Magic Eden takes steps to prevent future rug pulls and bring higher-quality projects to its marketplace as it announced the relaunch of the white-glove minting and marketing service dubbed Launchpad so let’s read more in today’s crypto news.
The service allows NFT creators to drop their collections on the Solana marketplace but now teh company paused this service after two rug pulls scammed investors out of a thousand dollars. Now, Magic Eden takes steps to prevent these scams from happening by introducing stringent Know your customer requirements on rates and forcing them to dox the company privately.
🧵 We're excited to bring back Launchpad tmr. Did your heart just skip a beat with excitement + anxiety? Fret not.

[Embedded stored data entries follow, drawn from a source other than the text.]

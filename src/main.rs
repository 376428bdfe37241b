use clap::Parser;
use log::{error, info};

mod cli;
mod logger;

use cli::Args;
use logger::init_logger;
use orbtrace::aabb::Aabb;
use orbtrace::camera::Camera;
use orbtrace::config::{ConfigError, SceneFile};
use orbtrace::integrator::{Integrator, Strategy};
use orbtrace::marcher::RayMarcher;
use orbtrace::octree::{Octree, OctreeConfig};
use orbtrace::output::save_image;
use orbtrace::scene::Scene;
use orbtrace::tracer::RayTracer;

fn main() {
    let args = Args::parse();

    init_logger(args.debug_level.clone().into());

    // Log application startup with version information
    info!("orbtrace - Git Version {} ({})", env!("GIT_HASH"), env!("GIT_DATE"));

    if let Err(e) = run(&args) {
        error!("{}", e);
        std::process::exit(1);
    }
}

fn run(args: &Args) -> Result<(), ConfigError> {
    let mut file = match &args.config {
        Some(path) => {
            info!("Loading scene file {}", path);
            SceneFile::load(path)?
        }
        None => SceneFile::default(),
    };
    args.apply_overrides(&mut file);
    file.validate()?;

    let (scene, bounds) = create_scene(args, &file);
    info!(
        "Scene: {} spheres, {} planes",
        scene.spheres.len(),
        scene.planes.len()
    );

    let mut camera = Camera::new(file.render.width, file.render.height, file.render.fov);
    camera.show_progress = true;

    if args.bench {
        run_benchmark(&scene, bounds, &file, &camera);
        return Ok(());
    }

    info!(
        "Image resolution: {}x{}, fov {} degrees, {}",
        camera.width,
        camera.height,
        camera.fov_degrees,
        file.render.strategy.as_str()
    );

    let image = match file.render.strategy {
        Strategy::Trace => {
            let octree = build_octree(&scene, bounds, file.octree);
            camera.render(&RayTracer::new(&scene, &octree))
        }
        Strategy::March => camera.render(&RayMarcher::with_config(&scene, file.march)),
    };

    save_image(&image, &file.render.output);
    Ok(())
}

/// Pick the scene to render: random spheres, the scene file, or the demo
fn create_scene(args: &Args, file: &SceneFile) -> (Scene, Aabb) {
    let (scene, explicit_bounds) = match (args.random_spheres, &args.config) {
        (Some(count), _) => {
            info!("Generating {} random spheres (seed {})", count, args.seed);
            (Scene::random(count, args.seed), None)
        }
        (None, Some(_)) => (file.scene(), file.octree_bounds()),
        (None, None) => (Scene::demo(), None),
    };
    let bounds = explicit_bounds.unwrap_or_else(|| scene.bounds());
    (scene, bounds)
}

fn build_octree(scene: &Scene, bounds: Aabb, config: OctreeConfig) -> Octree {
    let start = std::time::Instant::now();
    let octree = Octree::build(bounds, config, scene.spheres.iter().copied());
    info!(
        "Octree built in {:.2?}: {} nodes, depth {}",
        start.elapsed(),
        octree.node_count(),
        octree.max_reached_depth()
    );
    octree
}

/// Run benchmark comparing octree tracing, linear tracing and ray marching
fn run_benchmark(scene: &Scene, bounds: Aabb, file: &SceneFile, camera: &Camera) {
    use std::time::{Duration, Instant};

    info!("🏁 Starting benchmark mode - comparing octree tracing, linear tracing and ray marching");
    info!("📊 Resolution: {}x{}", camera.width, camera.height);

    let octree = build_octree(scene, bounds, file.octree);
    // A root that may never split tests every sphere on every ray
    let linear = build_octree(scene, bounds, file.octree.linear());

    let runs: [(&str, &str, Box<dyn Integrator + '_>); 3] = [
        ("Octree trace", "bench_octree.ppm", Box::new(RayTracer::new(scene, &octree))),
        ("Linear trace", "bench_linear.ppm", Box::new(RayTracer::new(scene, &linear))),
        ("Ray march", "bench_march.ppm", Box::new(RayMarcher::with_config(scene, file.march))),
    ];

    let mut timings: Vec<(&str, &str, Duration)> = Vec::with_capacity(runs.len());
    for (name, path, integrator) in &runs {
        info!("\n{}...", name);
        let start = Instant::now();
        let image = camera.render(&**integrator);
        let elapsed = start.elapsed();
        save_image(&image, path);
        info!("✅ {}: {:.2}s - saved as {}", name, elapsed.as_secs_f32(), path);
        timings.push((*name, *path, elapsed));
    }

    // Summary table, relative to the octree tracer
    let baseline = timings[0].2.as_secs_f32();
    info!("\n================== BENCHMARK RESULTS ==================");
    info!("Resolution: {}x{}, Spheres: {}", camera.width, camera.height, scene.spheres.len());
    info!("--------------------------------------------------------");
    for (name, path, elapsed) in &timings {
        let secs = elapsed.as_secs_f32();
        let ratio = if secs > 0.0 { baseline / secs } else { 0.0 };
        info!("{:<14}{:>8.2}s    {:>6.2}x    {}", name, secs, ratio, path);
    }
    info!("========================================================");

    info!("\nBenchmark complete! Output files: bench_*.ppm");
}
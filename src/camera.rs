//! Pinhole camera and frame rendering.

use glam::Vec3A;
use image::{ImageBuffer, Rgb};
use indicatif::{ProgressBar, ProgressStyle};
use log::info;
use rayon::prelude::*;

use crate::integrator::Integrator;
use crate::ray::Ray;

/// Row-major RGB frame with unclamped linear channels in 0..255 units.
pub type FrameBuffer = ImageBuffer<Rgb<f32>, Vec<f32>>;

/// Camera at a fixed position looking down -z with +y up.
#[derive(Debug, Clone)]
pub struct Camera {
    /// Rendered image width in pixel count
    pub width: u32,
    /// Rendered image height in pixel count
    pub height: u32,
    /// Vertical field of view in degrees
    pub fov_degrees: f32,
    /// Position every primary ray starts from
    pub origin: Vec3A,
    /// Draw a progress bar on stderr while rendering
    pub show_progress: bool,
}

impl Default for Camera {
    fn default() -> Self {
        Self {
            width: 500,
            height: 500,
            fov_degrees: 51.52,
            origin: Vec3A::ZERO,
            show_progress: false,
        }
    }
}

impl Camera {
    /// Camera at the origin for a `width` x `height` image.
    pub fn new(width: u32, height: u32, fov_degrees: f32) -> Self {
        Self {
            width,
            height,
            fov_degrees,
            ..Self::default()
        }
    }

    /// Distance from the eye to the image plane, in pixel units.
    fn focal_length(&self) -> f32 {
        self.height as f32 / (2.0 * (self.fov_degrees.to_radians() / 2.0).tan())
    }

    /// Ray through the center of pixel (`row`, `column`), row 0 at the top.
    pub fn primary_ray(&self, row: u32, column: u32) -> Ray {
        self.ray_with_focal(row, column, self.focal_length())
    }

    fn ray_with_focal(&self, row: u32, column: u32, focal: f32) -> Ray {
        let x = column as f32 + 0.5 - self.width as f32 / 2.0;
        let y = -(row as f32 + 0.5) + self.height as f32 / 2.0;
        Ray::new(self.origin, Vec3A::new(x, y, -focal).normalize())
    }

    /// Renders one frame with the given integrator.
    ///
    /// Rows are rendered in parallel; every worker writes only the row slice
    /// it was handed. Each pixel starts a fresh shading recursion at depth 0.
    pub fn render(&self, integrator: &dyn Integrator) -> FrameBuffer {
        let mut image = FrameBuffer::new(self.width, self.height);
        if self.width == 0 || self.height == 0 {
            return image;
        }

        info!(
            "Rendering {}x{} using {} CPU cores...",
            self.width,
            self.height,
            rayon::current_num_threads()
        );
        let generation_start = std::time::Instant::now();

        let pb = if self.show_progress {
            let pb = ProgressBar::new(self.height as u64);
            if let Ok(style) = ProgressStyle::default_bar().template("{bar:40} {pos}/{len} rows ETA: {eta}") {
                pb.set_style(style);
            }
            pb
        } else {
            ProgressBar::hidden()
        };

        let focal = self.focal_length();
        let row_len = self.width as usize * 3;
        let buffer: &mut [f32] = &mut image;

        buffer.par_chunks_mut(row_len).enumerate().for_each(|(row, pixels)| {
            for (column, pixel) in pixels.chunks_exact_mut(3).enumerate() {
                let ray = self.ray_with_focal(row as u32, column as u32, focal);
                let color = integrator.shade(&ray, 0);
                pixel.copy_from_slice(&color.to_array());
            }
            pb.inc(1);
        });

        pb.finish_and_clear();
        info!("Image generated in {:.2?}", generation_start.elapsed());

        image
    }
}
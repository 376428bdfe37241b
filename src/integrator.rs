//! Recursive Whitted shading shared by every visibility strategy.
//!
//! A strategy only decides how the nearest surface along a ray is found;
//! shadow testing, the diffuse term and the mirror reflection chain are the
//! same for all of them and live in the provided methods of [`Integrator`].

use glam::Vec3A;
use serde::Deserialize;

use crate::hittable::HitRecord;
use crate::material::{reflect, Color};
use crate::ray::Ray;
use crate::scene::Scene;

/// Deepest recursion level that is still shaded. A call at a greater depth
/// returns the background, so a primary ray spawns at most four reflections.
pub const MAX_RECURSION_DEPTH: u32 = 4;

/// A complete shading strategy for one scene.
///
/// Implementations must be shareable across the render thread pool.
pub trait Integrator: Sync {
    /// The scene being rendered.
    fn scene(&self) -> &Scene;

    /// Nearest surface along `ray`, or `None` if the ray escapes.
    fn nearest_hit(&self, ray: &Ray) -> Option<HitRecord>;

    /// True if anything at all lies between the biased surface point and
    /// infinity in the light direction. Occluders beyond the light count too.
    fn in_shadow(&self, position: Vec3A, normal: Vec3A, light_dir: Vec3A) -> bool {
        let origin = position + normal * self.scene().bias;
        self.nearest_hit(&Ray::new(origin, light_dir)).is_some()
    }

    /// Color seen along `ray` at recursion level `depth` (0 for primary rays).
    ///
    /// Shadowed points are black: there is no ambient term. The result is not
    /// clamped.
    fn shade(&self, ray: &Ray, depth: u32) -> Color {
        let scene = self.scene();
        if depth > MAX_RECURSION_DEPTH {
            return scene.background;
        }

        let Some(hit) = self.nearest_hit(ray) else {
            return scene.background;
        };

        let light_dir = (scene.light.position - hit.position).normalize();
        let shadowed = self.in_shadow(hit.position, hit.normal, light_dir);
        let diffuse = hit.normal.dot(light_dir).max(0.0);

        if shadowed {
            return Color::ZERO;
        }

        let reflected = Ray::new(
            hit.position + hit.normal * scene.bias,
            reflect(ray.unit_direction, hit.normal).normalize(),
        );
        let reflected_color = self.shade(&reflected, depth + 1);

        hit.material.color * diffuse + reflected_color * hit.material.reflectivity
    }
}

/// Which integrator renders the frame.
#[derive(Debug, Clone, Copy, PartialEq, Eq, Default, Deserialize)]
#[serde(rename_all = "lowercase")]
pub enum Strategy {
    /// Analytic intersection against octree candidates.
    #[default]
    Trace,
    /// Sphere tracing through the scene's signed distance field.
    March,
}

impl Strategy {
    /// Short name used in logs.
    pub fn as_str(self) -> &'static str {
        match self {
            Self::Trace => "ray tracing",
            Self::March => "ray marching",
        }
    }
}
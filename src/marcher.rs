//! Sphere-traced ray marcher.
//!
//! Steps along the ray by the distance to the closest surface until that
//! distance drops below an epsilon. The scene is scanned linearly on every
//! step; the octree is not consulted.

use glam::Vec3A;
use serde::Deserialize;

use crate::hittable::HitRecord;
use crate::integrator::Integrator;
use crate::material::Material;
use crate::plane::Plane;
use crate::ray::Ray;
use crate::scene::Scene;
use crate::sphere::Sphere;

/// Marching limits.
#[derive(Debug, Clone, Copy, PartialEq, Deserialize)]
#[serde(default, deny_unknown_fields)]
pub struct MarchConfig {
    /// Distance along the ray where marching starts.
    pub min_distance: f32,
    /// Travelled distance past which the ray counts as escaped.
    pub max_distance: f32,
    /// Step budget per ray.
    pub max_steps: u32,
    /// Surface distance that counts as a hit.
    pub epsilon: f32,
}

impl Default for MarchConfig {
    fn default() -> Self {
        Self {
            min_distance: 1e-3,
            max_distance: 500.0,
            max_steps: 255,
            epsilon: 1e-4,
        }
    }
}

/// Surface a march converged on. The normal is only evaluated on a hit.
#[derive(Debug, Clone, Copy)]
enum Surface<'s> {
    Sphere(&'s Sphere),
    Plane(&'s Plane),
}

impl Surface<'_> {
    fn normal_at(self, p: Vec3A) -> Vec3A {
        match self {
            Surface::Sphere(s) => (p - s.center).normalize(),
            Surface::Plane(pl) => pl.normal,
        }
    }

    fn material(self) -> Material {
        match self {
            Surface::Sphere(s) => s.material,
            Surface::Plane(pl) => pl.material,
        }
    }
}

/// Signed distance strategy over the same scene data as the ray tracer.
pub struct RayMarcher<'a> {
    scene: &'a Scene,
    config: MarchConfig,
}

impl<'a> RayMarcher<'a> {
    /// Marcher with the default limits.
    pub fn new(scene: &'a Scene) -> Self {
        Self::with_config(scene, MarchConfig::default())
    }

    /// Marcher with explicit limits.
    pub fn with_config(scene: &'a Scene, config: MarchConfig) -> Self {
        Self { scene, config }
    }

    /// Limits in use.
    pub fn config(&self) -> MarchConfig {
        self.config
    }

    /// Minimum signed distance from `p` to any sphere or plane.
    ///
    /// Planes are one-sided: a point more than `epsilon` behind a plane does
    /// not see it, matching the ray tracer's back-face rejection.
    pub fn scene_distance(&self, p: Vec3A) -> f32 {
        self.closest(p).map_or(f32::INFINITY, |(distance, _)| distance)
    }

    fn closest(&self, p: Vec3A) -> Option<(f32, Surface<'_>)> {
        let epsilon = self.config.epsilon;
        let spheres = self
            .scene
            .spheres
            .iter()
            .map(|s| (s.signed_distance(p), Surface::Sphere(s)));
        let planes = self.scene.planes.iter().filter_map(|pl| {
            let d = pl.signed_distance(p);
            (d >= -epsilon).then_some((d, Surface::Plane(pl)))
        });

        spheres.chain(planes).fold(None, |best: Option<(f32, Surface<'_>)>, c| match best {
            Some(b) if b.0 <= c.0 => Some(b),
            _ => Some(c),
        })
    }

    /// March `ray` until it converges on a surface, leaves the marching range
    /// or runs out of steps.
    pub fn march(&self, ray: &Ray) -> Option<HitRecord> {
        let mut t = self.config.min_distance;

        for _ in 0..self.config.max_steps {
            if t > self.config.max_distance {
                return None;
            }

            let p = ray.at(t);
            let (distance, surface) = self.closest(p)?;
            if distance < self.config.epsilon {
                return Some(HitRecord {
                    position: p,
                    normal: surface.normal_at(p),
                    distance: t,
                    material: surface.material(),
                });
            }

            t += distance;
        }

        None
    }
}

impl Integrator for RayMarcher<'_> {
    fn scene(&self) -> &Scene {
        self.scene
    }

    fn nearest_hit(&self, ray: &Ray) -> Option<HitRecord> {
        self.march(ray)
    }
}
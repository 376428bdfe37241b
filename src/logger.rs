use log::LevelFilter;

/// Initialize the logger with the specified level; `RUST_LOG` can still
/// narrow individual modules
pub fn init_logger(level: LevelFilter) {
    env_logger::Builder::from_default_env()
        .filter_level(level)
        .format_timestamp_millis()
        .init();
}
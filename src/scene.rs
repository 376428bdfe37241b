//! Scene description shared by every shading strategy.

use glam::Vec3A;

use crate::aabb::Aabb;
use crate::material::{Color, Material};
use crate::plane::Plane;
use crate::random::SceneRng;
use crate::sphere::Sphere;

/// Color returned for rays that escape the scene.
pub const DEFAULT_BACKGROUND: Color = Color::new(150.0, 200.0, 255.0);

/// Offset applied along the surface normal before casting secondary rays.
pub const DEFAULT_BIAS: f32 = 1e-4;

/// Point light without falloff.
#[derive(Debug, Clone, Copy, PartialEq)]
pub struct PointLight {
    /// World-space position of the light.
    pub position: Vec3A,
}

impl Default for PointLight {
    fn default() -> Self {
        Self {
            position: Vec3A::new(10.0, 10.0, 0.0),
        }
    }
}

/// Spheres, auxiliary planes and a single light.
#[derive(Debug, Clone)]
pub struct Scene {
    /// Every sphere of the scene.
    pub spheres: Vec<Sphere>,
    /// Planes are never indexed; they are tested on every ray.
    pub planes: Vec<Plane>,
    /// The only light source.
    pub light: PointLight,
    /// Color of rays that hit nothing.
    pub background: Color,
    /// Self-intersection bias for shadow and reflection rays.
    pub bias: f32,
}

impl Default for Scene {
    fn default() -> Self {
        Self {
            spheres: Vec::new(),
            planes: Vec::new(),
            light: PointLight::default(),
            background: DEFAULT_BACKGROUND,
            bias: DEFAULT_BIAS,
        }
    }
}

impl Scene {
    /// Empty scene with default light, background and bias.
    pub fn new() -> Self {
        Self::default()
    }

    /// Add a sphere.
    pub fn add_sphere(&mut self, sphere: Sphere) {
        self.spheres.push(sphere);
    }

    /// Add a plane.
    pub fn add_plane(&mut self, plane: Plane) {
        self.planes.push(plane);
    }

    /// Box enclosing every sphere with a one unit margin, suitable as an
    /// octree root. An empty scene gets a unit cube around the origin.
    pub fn bounds(&self) -> Aabb {
        Aabb::enclosing(&self.spheres)
            .map(|b| b.padded(1.0))
            .unwrap_or_else(|| Aabb::from_center(Vec3A::ZERO, 1.0))
    }

    /// Four spheres resting above a floor plane, lit from the upper right.
    pub fn demo() -> Self {
        let red = Material::new(Color::new(255.0, 0.0, 0.0), 0.2);
        let blue = Material::new(Color::new(0.0, 0.0, 255.0), 0.1);
        let green = Material::new(Color::new(0.0, 128.0, 0.0), 0.0);
        let yellow = Material::new(Color::new(255.0, 255.0, 0.0), 0.0);

        let mut scene = Self::new();
        scene.add_sphere(Sphere::new(Vec3A::new(-5.0, 0.0, -16.0), 6.0, red));
        scene.add_sphere(Sphere::new(Vec3A::new(4.0, 0.0, -8.0), 2.0, blue));
        scene.add_sphere(Sphere::new(Vec3A::new(8.0, 0.0, -5.0), 3.0, green));
        scene.add_sphere(Sphere::new(Vec3A::new(0.0, -84.0, -10.0), 75.0, yellow));
        scene.add_plane(Plane::new(Vec3A::new(0.0, -20.0, 0.0), Vec3A::Y, yellow));
        scene
    }

    /// `count` small spheres scattered in front of the camera above a floor,
    /// reproducible from `seed`.
    pub fn random(count: usize, seed: u64) -> Self {
        let mut rng = SceneRng::seeded(seed);
        let mut scene = Self::new();
        scene.light.position = Vec3A::new(0.0, 40.0, 0.0);

        let min = Vec3A::new(-30.0, -20.0, -90.0);
        let max = Vec3A::new(30.0, 20.0, -20.0);
        for _ in 0..count {
            let center = rng.random_point(min, max);
            let radius = rng.random_f32_range(0.3, 2.0);
            let material = Material::new(rng.random_color(), rng.random_f32_range(0.0, 0.5));
            scene.add_sphere(Sphere::new(center, radius, material));
        }

        let floor = Material::new(Color::splat(200.0), 0.0);
        scene.add_plane(Plane::new(Vec3A::new(0.0, -25.0, 0.0), Vec3A::Y, floor));
        scene
    }
}
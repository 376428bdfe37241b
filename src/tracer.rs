//! Whitted ray tracer over an octree-indexed scene.
//!
//! Sphere candidates come from the octree, planes are tested on every ray,
//! and the smallest non-negative distance wins.

use crate::hittable::{HitRecord, Hittable};
use crate::integrator::Integrator;
use crate::interval::Interval;
use crate::octree::Octree;
use crate::ray::Ray;
use crate::scene::Scene;
use crate::sphere::Sphere;

/// Analytic intersection strategy.
///
/// Borrows the scene and a prebuilt octree over `scene.spheres`; both stay
/// read-only for the whole render.
pub struct RayTracer<'a> {
    scene: &'a Scene,
    octree: &'a Octree,
}

impl<'a> RayTracer<'a> {
    /// Create a tracer. The octree root must cover every indexed sphere, or
    /// spheres outside it may be culled.
    pub fn new(scene: &'a Scene, octree: &'a Octree) -> Self {
        Self { scene, octree }
    }

    /// The spatial index in use.
    pub fn octree(&self) -> &Octree {
        self.octree
    }

    /// Nearest hit among the octree candidates and the scene planes.
    pub fn find_nearest_hit(&self, ray: &Ray) -> Option<HitRecord> {
        let mut candidates: Vec<&Sphere> = Vec::new();
        self.octree.query(ray, &mut candidates);

        let mut temp_rec = HitRecord::default();
        let mut nearest = None;
        let mut closest_so_far = f32::INFINITY;

        let objects = candidates
            .into_iter()
            .map(|s| s as &dyn Hittable)
            .chain(self.scene.planes.iter().map(|p| p as &dyn Hittable));

        for object in objects {
            if object.hit(ray, Interval::new(0.0, closest_so_far), &mut temp_rec)
                && temp_rec.distance < closest_so_far
            {
                closest_so_far = temp_rec.distance;
                nearest = Some(temp_rec);
            }
        }

        nearest
    }
}

impl Integrator for RayTracer<'_> {
    fn scene(&self) -> &Scene {
        self.scene
    }

    fn nearest_hit(&self, ray: &Ray) -> Option<HitRecord> {
        self.find_nearest_hit(ray)
    }
}
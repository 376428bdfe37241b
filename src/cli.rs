use clap::{Parser, ValueEnum};
use log::LevelFilter;
use orbtrace::config::SceneFile;
use orbtrace::integrator::Strategy;

/// Custom enum for log levels that can be used with clap's ValueEnum
#[derive(Debug, Clone, ValueEnum)]
pub enum LogLevel {
    Error,
    Warn,
    Info,
    Debug,
    Trace,
}

/// Convert our custom LogLevel enum to log crate's LevelFilter
impl From<LogLevel> for LevelFilter {
    fn from(level: LogLevel) -> Self {
        match level {
            LogLevel::Error => LevelFilter::Error,
            LogLevel::Warn => LevelFilter::Warn,
            LogLevel::Info => LevelFilter::Info,
            LogLevel::Debug => LevelFilter::Debug,
            LogLevel::Trace => LevelFilter::Trace,
        }
    }
}

/// Shading strategy as spelled on the command line
#[derive(Debug, Clone, Copy, PartialEq, Eq, ValueEnum)]
pub enum StrategyArg {
    /// Analytic intersection with octree culling
    Trace,
    /// Sphere tracing through the signed distance field
    March,
}

impl From<StrategyArg> for Strategy {
    fn from(arg: StrategyArg) -> Self {
        match arg {
            StrategyArg::Trace => Strategy::Trace,
            StrategyArg::March => Strategy::March,
        }
    }
}

/// Command line arguments structure using clap derive macros
#[derive(Parser, Debug)]
#[command(name = "orbtrace")]
#[command(about = "Sphere ray tracer and ray marcher with an octree index")]
pub struct Args {
    /// TOML scene file; without one the built-in demo scene is rendered
    #[arg(short, long)]
    pub config: Option<String>,

    /// Set the logging level (defaults to "info")
    #[arg(long, default_value = "info", help = "Set the logging level")]
    pub debug_level: LogLevel,

    /// Image width in pixels
    #[arg(long, help = "Image width in pixels")]
    pub width: Option<u32>,

    /// Image height in pixels
    #[arg(long, help = "Image height in pixels")]
    pub height: Option<u32>,

    /// Vertical field of view in degrees
    #[arg(long, help = "Vertical field of view in degrees")]
    pub fov: Option<f32>,

    /// Shading strategy
    #[arg(long, short = 's', value_enum, help = "Shading strategy")]
    pub strategy: Option<StrategyArg>,

    /// Output file path (.ppm for binary PPM, .png for PNG)
    #[arg(short, long, help = "Output file path (.ppm for binary PPM, .png for PNG)")]
    pub output: Option<String>,

    /// Render this many random spheres instead of the demo scene
    #[arg(long, help = "Render this many random spheres instead of the demo scene")]
    pub random_spheres: Option<usize>,

    /// Seed for --random-spheres
    #[arg(long, default_value = "42", help = "Seed for --random-spheres")]
    pub seed: u64,

    /// Resident spheres that make an octree leaf split
    #[arg(long, help = "Resident spheres that make an octree leaf split")]
    pub max_spheres_per_node: Option<usize>,

    /// Deepest octree level that may still split
    #[arg(long, help = "Deepest octree level that may still split")]
    pub max_depth: Option<u32>,

    /// Run benchmark comparing octree tracing, linear tracing and marching
    #[arg(long, help = "Run benchmark comparing octree tracing, linear tracing and marching")]
    pub bench: bool,
}

impl Args {
    /// Apply command line overrides on top of the scene file settings
    pub fn apply_overrides(&self, file: &mut SceneFile) {
        let render = &mut file.render;
        if let Some(width) = self.width {
            render.width = width;
        }
        if let Some(height) = self.height {
            render.height = height;
        }
        if let Some(fov) = self.fov {
            render.fov = fov;
        }
        if let Some(strategy) = self.strategy {
            render.strategy = strategy.into();
        }
        if let Some(output) = &self.output {
            render.output = output.clone();
        }
        if let Some(max) = self.max_spheres_per_node {
            file.octree.max_spheres_per_node = max;
        }
        if let Some(depth) = self.max_depth {
            file.octree.max_depth = depth;
        }
    }
}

Our trust & accountability blog post re: new Launchpad vetting criteria and what the community should expect from us as a web3 marketplace👇🏼https://t.co/LrSzTcREch pic.twitter.com/pokamLWDnv
— Magic Eden 🪄 Solana's Leading NFT Marketplace (@MagicEden_NFT) February 19, 2022
The rug pull is a type of exit scam where developers that remain anonymous leave the project all of a sudden and run off with the investors’ money. This type of scam is too common in the NFT space on Ethereum as the leading blockchain network for NFT trading and Solana. The premier marketplace on Solana was launched last year and racked up 411,425 users and more than $704 million in trading since the launch according to DappRadar. However, it had to think twice about the way it conducts businesses as a result of rug pulls on the Launchpad platform like King of Chess NFT.
This NFT was a collection that claimed to be a chess game but instead stole 645 SOL from investors. Similar ones did more damage and scammed more investors out of 5000 SOL worth almost $600,000 at the time. Magic Eden’s Tiffany Huang said:
“With both of these projects, we refunded minters [the buyers], because we felt like they didn’t even get a chance to finish the mint and are stuck in these positions.”
#Balloonsville just deleted their twitter.
Hey buddy, we traced ur account to @FTX_Official and are working with law enforcement to share your ID to police and ICE investigators.
We have a lot to improve at ME, but you're an asshole. The Solana ecosystem don't need u here.
— Jack Lu (@0xLeoInRio) February 6, 2022
One such example was also Balloonsville which trolled its investors and rug pulled them. The team said in a now-deleted tweet:
“All it took was a couple of paid actors, and boom. We did it again.”
Their account said that the actions were meant to prove a point and to expose a flaw in Magic Eden’s policies and claimed that it already instituted the doxing policy that required the team behind the NFT projects which used the Launchpad to ID themselves. Baloonsville declined to provide ID but Magic Eden allowed them to use the Launchpad either way. After the events, however, Magic Eden realized that it is moving too fast and saw the marketplace was suffering:
“We want to be better. Now we’re focusing on significantly fewer launches per week, with higher-quality projects.”
🎈 Ok, I found a solution to turn Balloonsville into Balloonsville 2.0 and make it better than it was supposed to be initially.
Officially announcing the DERUG of Balloonsville and start of @balloonsville_2 controlled by @TheMagicDAO
Goal: Original roadmap, BETTER! More 👇
— ChartFuMonkey (@ChartFuMonkey) February 6, 2022
Projects that use the Magic Eden Launchpad will have their funds in escrow for 24 hours and they also have the option to increase the period to 14 days.